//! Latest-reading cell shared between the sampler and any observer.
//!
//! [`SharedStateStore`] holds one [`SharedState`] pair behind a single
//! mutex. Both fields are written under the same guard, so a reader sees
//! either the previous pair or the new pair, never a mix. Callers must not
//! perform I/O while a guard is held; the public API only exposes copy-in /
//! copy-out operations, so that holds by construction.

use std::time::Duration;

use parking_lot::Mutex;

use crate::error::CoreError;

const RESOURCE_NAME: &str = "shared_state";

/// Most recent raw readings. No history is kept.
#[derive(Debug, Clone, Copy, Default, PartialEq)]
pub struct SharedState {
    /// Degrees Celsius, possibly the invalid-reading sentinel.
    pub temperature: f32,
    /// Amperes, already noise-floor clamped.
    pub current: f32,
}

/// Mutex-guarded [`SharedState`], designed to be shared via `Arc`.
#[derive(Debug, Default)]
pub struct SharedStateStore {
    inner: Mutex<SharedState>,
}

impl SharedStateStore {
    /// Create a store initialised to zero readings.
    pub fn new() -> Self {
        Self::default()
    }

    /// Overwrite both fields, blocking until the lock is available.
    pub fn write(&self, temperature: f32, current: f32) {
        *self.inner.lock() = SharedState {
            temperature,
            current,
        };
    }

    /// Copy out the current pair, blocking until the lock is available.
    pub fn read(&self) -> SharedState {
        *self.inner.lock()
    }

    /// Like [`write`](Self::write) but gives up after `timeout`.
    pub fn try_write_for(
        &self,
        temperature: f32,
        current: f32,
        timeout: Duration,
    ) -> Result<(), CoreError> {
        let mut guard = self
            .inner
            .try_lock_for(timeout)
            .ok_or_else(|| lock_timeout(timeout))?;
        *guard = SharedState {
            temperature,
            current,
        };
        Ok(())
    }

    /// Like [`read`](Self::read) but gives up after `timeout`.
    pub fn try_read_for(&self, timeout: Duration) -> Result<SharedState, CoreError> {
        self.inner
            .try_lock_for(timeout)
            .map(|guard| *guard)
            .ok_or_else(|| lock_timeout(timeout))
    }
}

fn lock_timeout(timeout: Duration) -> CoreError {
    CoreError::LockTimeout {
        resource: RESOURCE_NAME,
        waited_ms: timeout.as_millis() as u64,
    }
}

---+---

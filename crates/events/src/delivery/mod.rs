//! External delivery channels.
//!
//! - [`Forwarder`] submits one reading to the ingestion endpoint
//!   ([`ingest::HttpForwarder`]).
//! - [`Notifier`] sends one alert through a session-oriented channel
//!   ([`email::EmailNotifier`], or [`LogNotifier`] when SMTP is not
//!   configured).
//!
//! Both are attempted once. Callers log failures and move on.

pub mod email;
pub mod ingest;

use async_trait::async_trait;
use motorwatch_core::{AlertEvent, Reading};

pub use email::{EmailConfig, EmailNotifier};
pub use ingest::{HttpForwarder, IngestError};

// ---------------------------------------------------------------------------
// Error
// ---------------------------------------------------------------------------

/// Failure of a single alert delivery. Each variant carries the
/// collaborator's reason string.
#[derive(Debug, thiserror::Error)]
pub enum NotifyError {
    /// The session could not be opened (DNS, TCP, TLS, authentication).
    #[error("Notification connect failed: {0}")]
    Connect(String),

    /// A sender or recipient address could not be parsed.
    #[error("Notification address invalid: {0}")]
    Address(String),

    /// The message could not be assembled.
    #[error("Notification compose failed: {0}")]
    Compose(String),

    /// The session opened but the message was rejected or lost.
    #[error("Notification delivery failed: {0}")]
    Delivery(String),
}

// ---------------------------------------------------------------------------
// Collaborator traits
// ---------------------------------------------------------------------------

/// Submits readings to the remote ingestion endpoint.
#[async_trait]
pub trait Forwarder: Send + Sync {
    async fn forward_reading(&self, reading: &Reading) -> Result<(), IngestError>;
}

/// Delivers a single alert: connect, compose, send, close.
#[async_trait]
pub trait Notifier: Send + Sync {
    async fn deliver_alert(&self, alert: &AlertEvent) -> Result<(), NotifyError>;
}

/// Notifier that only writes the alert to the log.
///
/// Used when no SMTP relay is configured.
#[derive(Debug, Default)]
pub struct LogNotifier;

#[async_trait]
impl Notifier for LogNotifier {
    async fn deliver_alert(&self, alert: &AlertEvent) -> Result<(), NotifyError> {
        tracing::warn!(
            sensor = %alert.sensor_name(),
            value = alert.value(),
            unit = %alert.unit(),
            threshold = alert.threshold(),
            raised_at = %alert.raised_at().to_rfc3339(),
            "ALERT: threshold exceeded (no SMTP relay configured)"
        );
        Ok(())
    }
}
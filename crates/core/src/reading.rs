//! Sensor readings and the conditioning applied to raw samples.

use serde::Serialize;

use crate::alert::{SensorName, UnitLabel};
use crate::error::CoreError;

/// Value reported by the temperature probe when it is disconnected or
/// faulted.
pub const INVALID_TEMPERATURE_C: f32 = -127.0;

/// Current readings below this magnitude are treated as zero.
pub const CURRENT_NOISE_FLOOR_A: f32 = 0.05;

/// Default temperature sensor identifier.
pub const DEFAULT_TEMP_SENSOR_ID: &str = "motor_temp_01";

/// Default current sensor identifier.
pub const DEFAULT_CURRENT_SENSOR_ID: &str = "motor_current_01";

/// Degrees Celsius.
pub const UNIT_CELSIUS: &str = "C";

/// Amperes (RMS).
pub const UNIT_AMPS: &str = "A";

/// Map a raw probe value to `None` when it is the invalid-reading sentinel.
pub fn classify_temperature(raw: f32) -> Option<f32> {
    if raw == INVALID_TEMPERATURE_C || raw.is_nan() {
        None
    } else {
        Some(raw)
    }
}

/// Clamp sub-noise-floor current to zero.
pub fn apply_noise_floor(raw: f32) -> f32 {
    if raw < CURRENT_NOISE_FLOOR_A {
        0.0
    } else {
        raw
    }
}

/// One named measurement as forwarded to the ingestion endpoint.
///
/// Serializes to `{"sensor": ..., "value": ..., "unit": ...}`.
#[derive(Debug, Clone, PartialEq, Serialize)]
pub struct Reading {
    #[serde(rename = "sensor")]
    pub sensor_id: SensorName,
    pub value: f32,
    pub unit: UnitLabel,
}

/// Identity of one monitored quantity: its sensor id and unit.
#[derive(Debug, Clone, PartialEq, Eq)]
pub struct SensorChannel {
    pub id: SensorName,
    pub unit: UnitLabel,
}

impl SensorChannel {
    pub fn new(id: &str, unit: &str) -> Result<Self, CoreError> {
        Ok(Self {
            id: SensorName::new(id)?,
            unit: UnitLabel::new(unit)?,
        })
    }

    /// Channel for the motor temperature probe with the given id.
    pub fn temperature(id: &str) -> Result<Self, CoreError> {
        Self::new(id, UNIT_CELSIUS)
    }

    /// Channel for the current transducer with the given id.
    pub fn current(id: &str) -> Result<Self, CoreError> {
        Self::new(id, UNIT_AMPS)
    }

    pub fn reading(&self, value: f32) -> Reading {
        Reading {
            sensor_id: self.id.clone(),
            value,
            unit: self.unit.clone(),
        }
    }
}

---+---

PROBLEM DESCRIPTION: Check each line above for the string "Like" and return those that contain it.

OUTPUT BELOW:
    /// Like [`write`](Self::write) but gives up after `timeout`.
    /// Like [`read`](Self::read) but gives up after `timeout`.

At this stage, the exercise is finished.